ABOUT THIS TASK ::
Copy every line of the records that includes the word "info".

MATERIAL FOR THIS EXERCISE ::
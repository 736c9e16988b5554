// Axum API Server Module
//
// Purpose: serve a precomputed scoring run (heatmap, points, ranked sites,
// map presentation) and score ad-hoc points against the loaded datasets.

#[cfg(feature = "api")]
use axum::{
    extract::{Query, State},
    http::StatusCode,
    response::{IntoResponse, Json},
    routing::{get, post},
    Router,
};

#[cfg(feature = "api")]
use tower_http::{compression::CompressionLayer, cors::CorsLayer, trace::TraceLayer};

#[cfg(feature = "api")]
use serde::{Deserialize, Serialize};

#[cfg(feature = "api")]
use std::path::Path;

#[cfg(feature = "api")]
use std::sync::Arc;

#[cfg(feature = "api")]
use crate::config::SuitabilityConfig;

#[cfg(feature = "api")]
use crate::grid::GridPoint;

#[cfg(feature = "api")]
use crate::output::{ScoredPoint, ScoringRun};

#[cfg(feature = "api")]
use crate::presentation::{rank_sites, MapPresentation, PresentationConfig};

#[cfg(feature = "api")]
use crate::scorer::{CancellationToken, ScoringEngine};

/// Largest batch accepted by `POST /api/score`
#[cfg(feature = "api")]
pub const MAX_SCORE_BATCH: usize = 10_000;

/// Largest `limit` accepted by `GET /api/sites`
#[cfg(feature = "api")]
pub const MAX_SITES: usize = 100;

// ============================================================================
// Application State
// ============================================================================

#[cfg(feature = "api")]
#[derive(Clone)]
pub struct AppState {
    pub engine: Arc<ScoringEngine>,
    /// Grid run computed at startup
    pub run: Arc<ScoringRun>,
    pub presentation_config: Arc<PresentationConfig>,
    pub presentation: Arc<MapPresentation>,
}

#[cfg(feature = "api")]
impl AppState {
    /// Load configuration and datasets, then score the whole region once
    pub async fn new(config_path: &Path) -> anyhow::Result<Self> {
        tracing::info!("Loading configuration from {:?}...", config_path);
        let config = SuitabilityConfig::load(config_path)?;

        tokio::task::spawn_blocking(move || {
            tracing::info!("Initializing scoring engine...");
            let engine = ScoringEngine::from_config(&config)?;
            Self::from_engine(engine, config.presentation)
        })
        .await?
    }

    /// Score the engine's grid and build the presentation payload
    pub fn from_engine(
        engine: ScoringEngine,
        presentation_config: PresentationConfig,
    ) -> anyhow::Result<Self> {
        let run = engine.run(&CancellationToken::new())?;
        let presentation = MapPresentation::build(&presentation_config, &run.points);

        tracing::info!(
            "Startup run: {} points, {} candidate sites",
            run.points.len(),
            presentation.sites.len()
        );

        Ok(Self {
            engine: Arc::new(engine),
            run: Arc::new(run),
            presentation_config: Arc::new(presentation_config),
            presentation: Arc::new(presentation),
        })
    }
}

// ============================================================================
// Router
// ============================================================================

#[cfg(feature = "api")]
pub fn create_router(state: AppState) -> Router {
    Router::new()
        // Health check
        .route("/health", get(health_check))

        // Precomputed run
        .route("/api/heatmap", get(get_heatmap))
        .route("/api/points", get(get_points))
        .route("/api/summary", get(get_summary))
        .route("/api/sites", get(get_sites))
        .route("/api/presentation", get(get_presentation))

        // Ad-hoc scoring
        .route("/api/score", post(score_points))

        // Middleware (applied in reverse order)
        .layer(CompressionLayer::new())
        .layer(CorsLayer::permissive())
        .layer(TraceLayer::new_for_http())
        .with_state(state)
}

// ============================================================================
// Request Types
// ============================================================================

#[cfg(feature = "api")]
#[derive(Debug, Deserialize)]
pub struct PointsQuery {
    /// Only points scoring at least this much
    pub min_score: Option<f64>,
    pub limit: Option<usize>,
}

#[cfg(feature = "api")]
#[derive(Debug, Deserialize)]
pub struct SitesQuery {
    pub limit: Option<usize>,
}

#[cfg(feature = "api")]
#[derive(Debug, Deserialize)]
pub struct ScoreRequest {
    pub points: Vec<GridPoint>,
}

// ============================================================================
// Response Types
// ============================================================================

/// Ad-hoc score plus the hazard masks that excluded the point
#[cfg(feature = "api")]
#[derive(Debug, Serialize)]
pub struct PointScore {
    #[serde(flatten)]
    pub scored: ScoredPoint,
    pub exclusion_masks: Vec<String>,
}

// ============================================================================
// Endpoint Handlers
// ============================================================================

#[cfg(feature = "api")]
async fn health_check(State(state): State<AppState>) -> impl IntoResponse {
    Json(serde_json::json!({
        "status": "healthy",
        "points": state.run.points.len(),
        "factors": state.run.factor_ids,
    }))
}

#[cfg(feature = "api")]
async fn get_heatmap(State(state): State<AppState>) -> impl IntoResponse {
    Json(state.presentation.heatmap.clone())
}

#[cfg(feature = "api")]
async fn get_points(
    State(state): State<AppState>,
    Query(query): Query<PointsQuery>,
) -> Result<Json<serde_json::Value>, AppError> {
    let min_score = query.min_score.unwrap_or(f64::NEG_INFINITY);
    if min_score.is_nan() {
        return Err(AppError::BadRequest("min_score must be a number".to_string()));
    }

    let data: Vec<_> = state
        .run
        .points
        .iter()
        .filter(|p| p.final_score >= min_score)
        .take(query.limit.unwrap_or(usize::MAX))
        .collect();

    Ok(Json(serde_json::json!({
        "rows": data.len(),
        "data": data
    })))
}

#[cfg(feature = "api")]
async fn get_summary(State(state): State<AppState>) -> impl IntoResponse {
    Json(state.run.summary.clone())
}

#[cfg(feature = "api")]
async fn get_sites(
    State(state): State<AppState>,
    Query(query): Query<SitesQuery>,
) -> Result<Json<serde_json::Value>, AppError> {
    let limit = query.limit.unwrap_or(state.presentation_config.candidate_sites);
    if limit == 0 || limit > MAX_SITES {
        return Err(AppError::BadRequest(format!("limit must be between 1 and {}", MAX_SITES)));
    }

    let sites = rank_sites(&state.run.points, limit, state.presentation_config.min_separation_km);

    Ok(Json(serde_json::json!({
        "rows": sites.len(),
        "data": sites
    })))
}

#[cfg(feature = "api")]
async fn get_presentation(State(state): State<AppState>) -> impl IntoResponse {
    Json(state.presentation.as_ref().clone())
}

#[cfg(feature = "api")]
async fn score_points(
    State(state): State<AppState>,
    Json(payload): Json<ScoreRequest>,
) -> Result<Json<serde_json::Value>, AppError> {
    let count = payload.points.len();
    if count == 0 || count > MAX_SCORE_BATCH {
        return Err(AppError::BadRequest(format!(
            "expected 1 to {} points, got {}",
            MAX_SCORE_BATCH, count
        )));
    }
    if let Some(p) = payload
        .points
        .iter()
        .find(|p| !(-90.0..=90.0).contains(&p.lat) || !(-180.0..=180.0).contains(&p.lon))
    {
        return Err(AppError::BadRequest(format!("invalid coordinate ({}, {})", p.lat, p.lon)));
    }

    tracing::info!("Scoring {} ad-hoc points", count);

    // CPU-bound work: run in blocking thread pool, scored on the engine's workers
    let engine = state.engine.clone();
    let scored = tokio::task::spawn_blocking(move || {
        engine
            .score_points(&payload.points)
            .into_iter()
            .map(|scored| {
                let exclusion_masks = engine
                    .matching_masks(&scored.point())
                    .into_iter()
                    .map(str::to_string)
                    .collect();
                PointScore { scored, exclusion_masks }
            })
            .collect::<Vec<_>>()
    })
    .await
    .map_err(|e| AppError::Internal(format!("Task join error: {}", e)))?;

    Ok(Json(serde_json::json!({
        "rows": scored.len(),
        "data": scored
    })))
}

// ============================================================================
// Error Handling
// ============================================================================

#[cfg(feature = "api")]
#[derive(Debug)]
enum AppError {
    BadRequest(String),
    Internal(String),
}

#[cfg(feature = "api")]
impl IntoResponse for AppError {
    fn into_response(self) -> axum::response::Response {
        let (status, message) = match self {
            AppError::BadRequest(msg) => (StatusCode::BAD_REQUEST, msg),
            AppError::Internal(msg) => (StatusCode::INTERNAL_SERVER_ERROR, msg),
        };

        let body = Json(serde_json::json!({
            "error": message
        }));

        (status, body).into_response()
    }
}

EXPECTED ANSWER ::
        tracing::info!("Loading configuration from {:?}...", config_path);
            tracing::info!("Initializing scoring engine...");
        tracing::info!(
    tracing::info!("Scoring {} ad-hoc points", count);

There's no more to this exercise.